[Collected data entries]
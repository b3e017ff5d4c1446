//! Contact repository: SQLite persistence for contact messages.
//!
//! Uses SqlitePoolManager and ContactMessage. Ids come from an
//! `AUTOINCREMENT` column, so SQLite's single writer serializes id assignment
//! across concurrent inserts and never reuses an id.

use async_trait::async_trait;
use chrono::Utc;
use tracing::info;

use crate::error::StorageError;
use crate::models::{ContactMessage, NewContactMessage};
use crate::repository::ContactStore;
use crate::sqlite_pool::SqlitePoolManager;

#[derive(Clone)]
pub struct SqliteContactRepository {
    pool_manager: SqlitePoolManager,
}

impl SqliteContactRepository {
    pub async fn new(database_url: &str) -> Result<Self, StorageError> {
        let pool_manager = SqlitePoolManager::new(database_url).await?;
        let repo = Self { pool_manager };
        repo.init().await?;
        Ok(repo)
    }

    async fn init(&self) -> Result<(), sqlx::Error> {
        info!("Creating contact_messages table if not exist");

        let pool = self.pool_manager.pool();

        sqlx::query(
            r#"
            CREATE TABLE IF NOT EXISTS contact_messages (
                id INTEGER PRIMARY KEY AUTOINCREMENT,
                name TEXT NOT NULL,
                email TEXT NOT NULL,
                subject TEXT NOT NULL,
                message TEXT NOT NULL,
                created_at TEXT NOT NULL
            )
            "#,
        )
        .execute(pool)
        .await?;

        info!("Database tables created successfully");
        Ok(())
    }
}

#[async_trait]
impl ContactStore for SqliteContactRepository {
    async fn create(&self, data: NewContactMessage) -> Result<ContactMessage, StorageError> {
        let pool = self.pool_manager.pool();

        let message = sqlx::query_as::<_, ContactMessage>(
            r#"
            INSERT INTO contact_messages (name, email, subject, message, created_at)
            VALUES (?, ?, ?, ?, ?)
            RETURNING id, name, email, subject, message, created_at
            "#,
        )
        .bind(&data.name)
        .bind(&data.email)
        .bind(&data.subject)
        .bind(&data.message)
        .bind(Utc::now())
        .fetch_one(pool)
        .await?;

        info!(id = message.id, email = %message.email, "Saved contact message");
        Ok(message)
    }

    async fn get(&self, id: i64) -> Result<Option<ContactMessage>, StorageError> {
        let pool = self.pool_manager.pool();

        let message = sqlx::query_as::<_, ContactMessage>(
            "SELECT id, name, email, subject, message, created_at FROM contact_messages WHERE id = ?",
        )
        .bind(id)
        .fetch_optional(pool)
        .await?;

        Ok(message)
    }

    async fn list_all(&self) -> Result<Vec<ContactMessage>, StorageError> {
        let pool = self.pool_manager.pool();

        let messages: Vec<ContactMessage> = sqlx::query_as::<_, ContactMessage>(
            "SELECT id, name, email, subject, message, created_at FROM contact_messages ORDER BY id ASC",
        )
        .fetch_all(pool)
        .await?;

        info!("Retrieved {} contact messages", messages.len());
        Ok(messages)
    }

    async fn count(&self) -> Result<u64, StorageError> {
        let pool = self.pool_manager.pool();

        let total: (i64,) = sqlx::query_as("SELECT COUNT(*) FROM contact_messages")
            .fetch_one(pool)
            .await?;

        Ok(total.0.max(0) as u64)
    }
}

Exercise instructions
Emit an exact copy of the lines spanning the start of the records to the line containing "id INTEGER PRIMARY", inclusive, and no other output.

Task output
repository b3e017ff5d4c1446
//! Contact repository: SQLite persistence for contact messages.
//!
//! Uses SqlitePoolManager and ContactMessage. Ids come from an
//! `AUTOINCREMENT` column, so SQLite's single writer serializes id assignment
//! across concurrent inserts and never reuses an id.

use async_trait::async_trait;
use chrono::Utc;
use tracing::info;

use crate::error::StorageError;
use crate::models::{ContactMessage, NewContactMessage};
use crate::repository::ContactStore;
use crate::sqlite_pool::SqlitePoolManager;

#[derive(Clone)]
pub struct SqliteContactRepository {
    pool_manager: SqlitePoolManager,
}

impl SqliteContactRepository {
    pub async fn new(database_url: &str) -> Result<Self, StorageError> {
        let pool_manager = SqlitePoolManager::new(database_url).await?;
        let repo = Self { pool_manager };
        repo.init().await?;
        Ok(repo)
    }

    async fn init(&self) -> Result<(), sqlx::Error> {
        info!("Creating contact_messages table if not exist");

        let pool = self.pool_manager.pool();

        sqlx::query(
            r#"
            CREATE TABLE IF NOT EXISTS contact_messages (
                id INTEGER PRIMARY KEY AUTOINCREMENT,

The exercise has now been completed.